Most leftists have no need for recovering natural rights, nor even have need of natural rights.

Workers might simply rebel against the exploiters, because workers have no wish and no need for being exploited.

[-] unfreeradical@lemmy.world 10 points 10 months ago

You are probably not vastly different from a millionaire, just someone with less pomp and perhaps pretentiousness than some millionaires may have.

You may even know someone who secretly holds such wealth but feels too embarrassed to make it known.

A billionaire is someone who has the social role of controlling a vast section of society, through private ownership of resources and assets that are needed by others for use.

[-] unfreeradical@lemmy.world 1 points 10 months ago* (last edited 10 months ago)

Ellerman, according to my understanding, has tended to approach liberal defenses of private property by attaching further abstractions and obfuscation that produce no particular further clarity above established leftist criticisms.

[-] unfreeradical@lemmy.world 2 points 10 months ago

Since money of course is just the means of exchange, having it prevents the suffering resulting from deprivation being imposed.

[-] unfreeradical@lemmy.world 1 points 10 months ago* (last edited 10 months ago)

Communism is not complacency or obedience.

It is simply the eradication of the systems of exploitation.

[-] unfreeradical@lemmy.world 1 points 10 months ago

Exploitation and autocracy are expressly encouraged by particular structure, though, whereas antagonized by other.

I encourage seeking to develop those structures protect the empowerment of everyone.

[-] unfreeradical@lemmy.world 1 points 10 months ago

I feel doubtful that a society being permanently stable is necessarily the most important objective.

Try to understand what people need and seek in their lives, and consider how certain organization may promote or impede their capacity to reach or to achieve such needs and wants.

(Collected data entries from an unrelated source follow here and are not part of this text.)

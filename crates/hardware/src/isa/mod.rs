//! Instruction Set Architecture (ISA) Definitions.
//!
//! Contains opcodes, function codes, field extraction, immediate generation, the branch
//! comparator, and a disassembler for the RV32I base integer instruction set.

/// Application Binary Interface (ABI) register name mappings.
pub mod abi;

/// Branch condition evaluation (the Decode-stage comparator).
pub mod branch;

/// Instruction decoding logic for all RV32I instruction formats.
pub mod decode;

/// Instruction disassembler for debug tracing and diagnostics.
pub mod disasm;

/// Instruction encoding structures and bit extraction utilities.
pub mod instruction;

/// Base integer instruction set (32-bit RISC-V core instructions).
pub mod rv32i;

Try not to worry about the absolute count of negative events or negative actors. Most important is the structural resilience against such stress.

[-] unfreeradical@lemmy.world 1 points 10 months ago* (last edited 10 months ago)

I return to my original observation, that you are viewing human behavior as inflexible and prescribed, rather than being shaped by personal experience and social context.

In your view, every society is a failure in its essence, because humans are in their essence incapable of forming any society that is not a failure.

I encourage you to think about how societies may differ, one from another.

It is the only meaningful path.

Dwelling on the presumed intransigent darkness of humanity leads to nowhere. It is neither constructive nor particularly accurate.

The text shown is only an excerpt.